We first examine the expression of the gene UBA52, using a TCGA sample TCGA-24-1846-01A-01R-1567-13 as an example. With the UCSC gene model, the RPKM values for the transcripts uc002njr and uc002njs are 119.6 and 194.5 respectively. After applying the new UTR trimming option, the RPKMs for the two transcripts become 610.5 and 1120, a five-time increase for both transcripts. Such dramatic changes in RPKMs are largely due to the fact that only a small proportion of annotated 3' long UTR regions are actually expressed, which can be clearly seen by read coverages (see Figure below). The stripping of both 5' and 3' unexpressed UTR regions leads to more accurate transcript lengths than the original, which significant improves the RPKM calculation.

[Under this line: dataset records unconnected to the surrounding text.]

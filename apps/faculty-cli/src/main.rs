//! Faculty CLI
//!
//! Command-line front end for the faculty publication registry.

use std::path::PathBuf;

use clap::{Parser, Subcommand};
use faculty_core::{
    parse_date, AuthorshipLink, FacultyConfig, FacultyStore, NewPublication, PersonId,
    PersonType, PublicationId, PublicationType,
};
use serde_json::json;
use tracing_subscriber::EnvFilter;

#[derive(Parser)]
#[command(name = "faculty", version, about = "Faculty publication registry")]
struct Cli {
    /// Config file (default: <config dir>/faculty/config.toml)
    #[arg(long, global = true)]
    config: Option<PathBuf>,

    /// Database file, overriding the configuration
    #[arg(long, global = true)]
    db: Option<PathBuf>,

    #[command(subcommand)]
    command: Command,
}

#[derive(Subcommand)]
enum Command {
    /// Add a person
    AddPerson {
        #[arg(long)]
        surname: String,
        /// student | phd_candidate | lecturer | other
        #[arg(long = "type", value_parser = parse_person_type)]
        person_type: PersonType,
    },
    /// Register a publication with its authors
    AddPublication {
        #[arg(long)]
        name: String,
        /// YYYY-MM-DD
        #[arg(long, value_parser = parse_date_arg)]
        date: chrono::NaiveDate,
        #[arg(long)]
        place: String,
        /// book | article | report | thesis | other
        #[arg(long = "type", value_parser = parse_publication_type)]
        publication_type: PublicationType,
        /// Author person id, repeatable, in order
        #[arg(long = "author")]
        authors: Vec<i64>,
    },
    /// Link an existing person to an existing publication
    Link {
        #[arg(long)]
        person: i64,
        #[arg(long)]
        publication: i64,
    },
    /// Move an existing link to another person or publication
    Relink {
        #[arg(long)]
        person: i64,
        #[arg(long)]
        publication: i64,
        #[arg(long)]
        to_person: i64,
        #[arg(long)]
        to_publication: i64,
    },
    /// Verify that every link references an existing person and publication
    Check,
}

fn parse_person_type(s: &str) -> Result<PersonType, String> {
    s.parse().map_err(|e: faculty_core::FacultyError| e.to_string())
}

fn parse_publication_type(s: &str) -> Result<PublicationType, String> {
    s.parse().map_err(|e: faculty_core::FacultyError| e.to_string())
}

fn parse_date_arg(s: &str) -> Result<chrono::NaiveDate, String> {
    parse_date(s).map_err(|e| e.to_string())
}

fn main() {
    let cli = Cli::parse();
    if let Err(err) = run(cli) {
        eprintln!("Error: {err}");
        std::process::exit(1);
    }
}

fn run(cli: Cli) -> Result<(), Box<dyn std::error::Error>> {
    let mut config = FacultyConfig::load_standard(cli.config.as_deref())?;

    // Setup logging
    let filter = EnvFilter::try_from_default_env()
        .unwrap_or_else(|_| EnvFilter::new(config.log_filter.as_str()));
    let _ = tracing_subscriber::fmt()
        .with_env_filter(filter)
        .with_writer(std::io::stderr)
        .try_init();

    if let Some(db) = cli.db {
        config.database.path = Some(db);
    }
    tracing::debug!("Using database {:?}", config.database.resolved_path()?);
    let store = FacultyStore::open_with_config(&config.database)?;

    let output = match cli.command {
        Command::AddPerson {
            surname,
            person_type,
        } => {
            let id = store.create_person(&surname, person_type)?;
            json!({ "id": id, "surname": surname, "type": person_type })
        }
        Command::AddPublication {
            name,
            date,
            place,
            publication_type,
            authors,
        } => {
            let draft = NewPublication::new(name, date, place, publication_type);
            let authors: Vec<PersonId> = authors.into_iter().map(PersonId).collect();
            let id = store.add_publication(&draft, &authors)?;
            json!({ "id": id, "publication": draft, "authors": authors })
        }
        Command::Link {
            person,
            publication,
        } => {
            store.add_authorship_link(PersonId(person), PublicationId(publication))?;
            json!(AuthorshipLink::new(PersonId(person), PublicationId(publication)))
        }
        Command::Relink {
            person,
            publication,
            to_person,
            to_publication,
        } => {
            let from = AuthorshipLink::new(PersonId(person), PublicationId(publication));
            let to = AuthorshipLink::new(PersonId(to_person), PublicationId(to_publication));
            store.update_authorship_link(from, to)?;
            json!({ "from": from, "to": to })
        }
        Command::Check => {
            store.verify_integrity()?;
            json!({ "ok": true, "links": store.authorship_links()?.len() })
        }
    };

    println!("{}", serde_json::to_string_pretty(&output)?);
    Ok(())
}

Besides improving the RPKM calculation, UTR trimming can also benefit quantification by RSEM, a de facto algorithm utilized by both TCGA and Omicsoft Oncoland for transcript-level quantification. Here we take RPL28 as an example. This gene has 5 transcript isoforms, and the predominant form in the same TCGA sample above is listed as uc010yga. But if we examine the read coverage for this particular gene, clearly there is an issue - the transcript uc010yga has no or minimal coverage in the last exon (exon 5) (see Figure below). Furthermore, the exon junction data does not support uc010yga being the most predominant transcript (data not shown). In contrast, if we apply the UTR trimming option, and the most abundant transcript for this gene changes to uc002qkv, which matches well with the read coverages in the browser. Again, the true UTR region of this gene is significantly shorter than what has been annotated, which leads to bias in RSEM quantification. UTR trimming, however, can remedy the problem and allows the identification of true abundant transcripts.     

Another example is from gene IGBP1. The real 5' end UTR region in this TCGA sample is much shorter than the region being annotated in the UCSC gene model. RSEM assigns a majority of reads to the transcript uc004dxw, which is clearly questionable due to the fact that no junction reads are observed between the first and second exon of uc004dxw (see Figure below, including junction reads). With UTR trimming, RSEM correctly identifies the true predominant transcript - uc004dxv, containing greater than 99% of the total reads mapped to this gene.